La vallée de l’Yerres, une terre de villégiature qui attire les artistes
Les charmes bucoliques de la vallée de l’Yerres, en lisière de la forêt de Sénart, attirent dès le XVIIIe siècle la
société parisienne fortunée, avide de son bon air et des vastes domaines de chasse de la forêt de Sénart.
Jean Paris de Monmartel, richissime financier, banquier de Louis XV et de la Régence, aménage à Brunoy une
vaste propriété demeurée célèbre pour ses grandes eaux dévalant la colline des Bosserons.
A sa suite en 1774, le comte de Provence, futur Louis XVIII, investit le « Petit château », organise de grandes
parties de chasse dans les forêts de Sénart et de Grosbois, et offre des fêtes somptueuses pour sa Cour.
Le domaine est démantelé à la Révolution. Sur les terres morcelées commencent à s’élever de grandes
propriétés bâties par l’élite intellectuelle et artistique parisienne. Talma, acteur de premier plan de l’époque
napoléonienne, y vient se reposer et réunit autour de lui ses amis acteurs, écrivains et poètes.
C’est l’émergence du phénomène de la villégiature qui marque le paysage de Brunoy et de ses environs dans le
cours du XIXe siècle : de riches industriels et commerçants parisiens investissent la campagne et se font
construire des propriétés au bord de l’eau, occupées en fin de semaine et aux beaux jours par une bonne société
oisive, à la recherche des loisirs qu’offrent la forêt, la rivière, les terrains de tennis, les jardins d’agrément.
De nombreux artistes fréquentent les lieux et l’on retrouve la trace d’un séjour de Corot à Brunoy, des
promenades de Delacroix en forêt de Sénart, de Jules Michelin à la recherche de sujets pour ses eaux fortes, de
Claude Monet travaillant à la décoration du château d’Ernest Hoschedé à Montgeron.
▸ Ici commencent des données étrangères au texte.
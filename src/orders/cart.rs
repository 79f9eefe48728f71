use thiserror::Error;

use crate::error::AppError;
use crate::models::order::{order_total, OrderLine};
use crate::models::product::Product;

#[derive(Debug, Clone, PartialEq, Error)]
pub enum CartError {
    #[error("Quantity must be greater than 0")]
    InvalidQuantity,
    #[error("Only {available} units of {product} available")]
    InsufficientStock { product: String, available: i32 },
    #[error("{0} is not in the order")]
    NotInCart(i64),
}

impl From<CartError> for AppError {
    fn from(err: CartError) -> Self {
        AppError::validation(err.to_string())
    }
}

/// Unsaved order lines, at most one per product.
#[derive(Debug, Clone, Default, PartialEq)]
pub struct Cart {
    lines: Vec<OrderLine>,
}

impl Cart {
    pub fn new() -> Self {
        Self::default()
    }

    /// Rebuilds a cart from stored lines, keeping their quantities and prices.
    pub fn from_lines(lines: Vec<OrderLine>) -> Self {
        Self { lines }
    }

    /// Adds `quantity` units of `product`, capturing its current price.
    ///
    /// The quantity is checked against the product's stock on its own. When
    /// the product is already in the cart the quantities are summed without
    /// re-checking the combined amount; that happens when the order is saved.
    pub fn add(&mut self, product: &Product, quantity: i32) -> Result<(), CartError> {
        if quantity <= 0 {
            return Err(CartError::InvalidQuantity);
        }
        if quantity > product.stock {
            return Err(CartError::InsufficientStock {
                product: product.name.clone(),
                available: product.stock,
            });
        }

        match self.lines.iter_mut().find(|l| l.product_id == product.id) {
            Some(line) => {
                line.quantity = line.quantity.checked_add(quantity).ok_or_else(|| {
                    CartError::InsufficientStock { product: product.name.clone(), available: product.stock }
                })?;
            }
            None => self.lines.push(OrderLine {
                product_id: product.id,
                product_name: product.name.clone(),
                quantity,
                unit_price: product.price,
            }),
        }
        Ok(())
    }

    /// Overwrites the quantity of a line already in the cart, keeping its price.
    pub fn set_quantity(&mut self, product_id: i64, quantity: i32) -> Result<(), CartError> {
        if quantity <= 0 {
            return Err(CartError::InvalidQuantity);
        }
        let line = self
            .lines
            .iter_mut()
            .find(|l| l.product_id == product_id)
            .ok_or(CartError::NotInCart(product_id))?;
        line.quantity = quantity;
        Ok(())
    }

    pub fn remove(&mut self, product_id: i64) -> Option<OrderLine> {
        let index = self.lines.iter().position(|l| l.product_id == product_id)?;
        Some(self.lines.remove(index))
    }

    pub fn contains(&self, product_id: i64) -> bool {
        self.lines.iter().any(|l| l.product_id == product_id)
    }

    pub fn lines(&self) -> &[OrderLine] {
        &self.lines
    }

    pub fn is_empty(&self) -> bool {
        self.lines.is_empty()
    }

    pub fn total(&self) -> f64 {
        order_total(&self.lines)
    }

    pub fn clear(&mut self) {
        self.lines.clear();
    }
}

#[cfg(test)]
mod tests {
    use super::*;
    use chrono::Utc;

    fn product(id: i64, name: &str, price: f64, stock: i32) -> Product {
        Product {
            id,
            name: name.to_string(),
            description: None,
            price,
            stock,
            min_stock: 0,
            category: "General".to_string(),
            created_at: Utc::now(),
        }
    }

    #[test]
    fn over_stock_add_leaves_cart_untouched() {
        let yerba = product(1, "Yerba", 10.0, 4);
        let mut cart = Cart::new();
        cart.add(&yerba, 2).unwrap();
        let before = cart.clone();

        let err = cart.add(&yerba, 5).unwrap_err();
        assert_eq!(err, CartError::InsufficientStock { product: "Yerba".into(), available: 4 });
        assert_eq!(cart, before);
    }

    #[test]
    fn same_product_merges_by_addition() {
        let yerba = product(1, "Yerba", 10.0, 10);
        let mut cart = Cart::new();
        cart.add(&yerba, 2).unwrap();
        cart.add(&yerba, 3).unwrap();
        assert_eq!(cart.lines().len(), 1);
        assert_eq!(cart.lines()[0].quantity, 5);
    }

    #[test]
    fn merged_quantity_is_not_rechecked_against_stock() {
        let yerba = product(1, "Yerba", 10.0, 4);
        let mut cart = Cart::new();
        cart.add(&yerba, 3).unwrap();
        cart.add(&yerba, 3).unwrap();
        assert_eq!(cart.lines()[0].quantity, 6);
    }

    #[test]
    fn merge_that_would_overflow_is_rejected() {
        let bulk = product(1, "Yerba", 10.0, i32::MAX);
        let mut cart = Cart::new();
        cart.add(&bulk, i32::MAX).unwrap();

        let err = cart.add(&bulk, 1).unwrap_err();
        assert_eq!(err, CartError::InsufficientStock { product: "Yerba".into(), available: i32::MAX });
        assert_eq!(cart.lines()[0].quantity, i32::MAX);
    }

    #[test]
    fn total_is_sum_of_subtotals() {
        let mut cart = Cart::new();
        cart.add(&product(1, "Yerba", 10.0, 5), 2).unwrap();
        cart.add(&product(2, "Azúcar", 5.0, 5), 1).unwrap();
        assert_eq!(cart.total(), 25.0);
    }

    #[test]
    fn price_is_captured_when_added() {
        let mut yerba = product(1, "Yerba", 10.0, 5);
        let mut cart = Cart::new();
        cart.add(&yerba, 1).unwrap();
        yerba.price = 12.5;
        cart.add(&yerba, 1).unwrap();
        assert_eq!(cart.lines()[0].unit_price, 10.0);
    }

    #[test]
    fn non_positive_quantity_is_rejected() {
        let mut cart = Cart::new();
        assert_eq!(cart.add(&product(1, "Yerba", 10.0, 5), 0), Err(CartError::InvalidQuantity));
        assert!(cart.is_empty());
    }

    #[test]
    fn remove_drops_only_that_product() {
        let mut cart = Cart::new();
        cart.add(&product(1, "Yerba", 10.0, 5), 1).unwrap();
        cart.add(&product(2, "Azúcar", 5.0, 5), 1).unwrap();
        assert!(cart.remove(1).is_some());
        assert!(!cart.contains(1));
        assert!(cart.contains(2));
        assert!(cart.remove(1).is_none());
    }
}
Carolus-Duran possède
une propriété à Montgeron. Gustave Caillebotte fait de la résidence des vacances de son enfance, à Yerres, un
lieu de travail où il se laisse inspirer par la campagne, les perspectives du parc, la rivière.
L’influence masculine
L'autre trait qui relie au moins trois de ces femmes, c'est leur rapport très important à un homme de leur famille
qui orienta de manière radicale leur vie et leur carrière.
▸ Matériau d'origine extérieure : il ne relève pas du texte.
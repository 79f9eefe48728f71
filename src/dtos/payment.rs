use serde::{Deserialize, Serialize};

use crate::error::AppError;
use crate::models::payment::PaymentMethod;
use crate::resource::Validate;

#[derive(Debug, Clone, Default, PartialEq, Serialize, Deserialize)]
pub struct PaymentDraft {
    pub customer_id: Option<i64>,
    pub amount: Option<f64>,
    #[serde(default)]
    pub method: PaymentMethod,
}

impl Validate for PaymentDraft {
    fn validate(&self) -> Result<(), AppError> {
        match (self.customer_id, self.amount) {
            (Some(_), Some(amount)) if amount > 0.0 => Ok(()),
            (Some(_), Some(_)) => Err(AppError::validation("Amount must be greater than 0")),
            _ => Err(AppError::validation("Customer and amount are required")),
        }
    }
}

#[derive(Debug, Default, Deserialize)]
pub struct PaymentFilter {
    pub customer: Option<String>,
    pub date: Option<String>,
    pub method: Option<PaymentMethod>,
    /// Substring of the amount as written, e.g. `150` matches 1500 and 150.5.
    pub amount: Option<String>,
}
Virginie Demont-Breton eut la chance de recevoir une éducation d'artiste auprès de Jules Breton, son père, qui
faisait de Rosa Bonheur et de ses succès un modèle. Elle fut aussi l'épouse d'Adrien Demont, et il semble qu'ils
aient mené des carrières parallèles sur un pied de rigoureuse égalité. Cette égalité est revendiquée dans leurs
livres de souvenirs, de même que l'indépendance qu'ils souhaitaient conserver l'un par rapport à l'autre dans
leurs recherches artistiques.
Alice Dubois et Jeanne Eliot n'eurent sans doute pas la possibilité de s'affranchir autant de la domination
domestique des hommes de leur famille. Elles furent élevées en jeunes filles de bonne famille et reçurent à ce
titre un solide enseignement du dessin, mais sans être destinées à en faire carrière. Elles demeurèrent toute leur
vie dans une orbite masculine de leurs frères, l’historien amateur et érudit Robert Dubois pour Alice, et l’artiste
confirmé et professeur Maurice Eliot, pour Jeanne. Lorsque des revers de fortunes se manifestèrent, elles durent
abandonner leur vie oisive entièrement consacrée à leur art : après la Première guerre mondiale, Alice Dubois
dut abandonner la peinture pour s’occuper de son frère devenu aveugle et de l'organisation domestique du foyer.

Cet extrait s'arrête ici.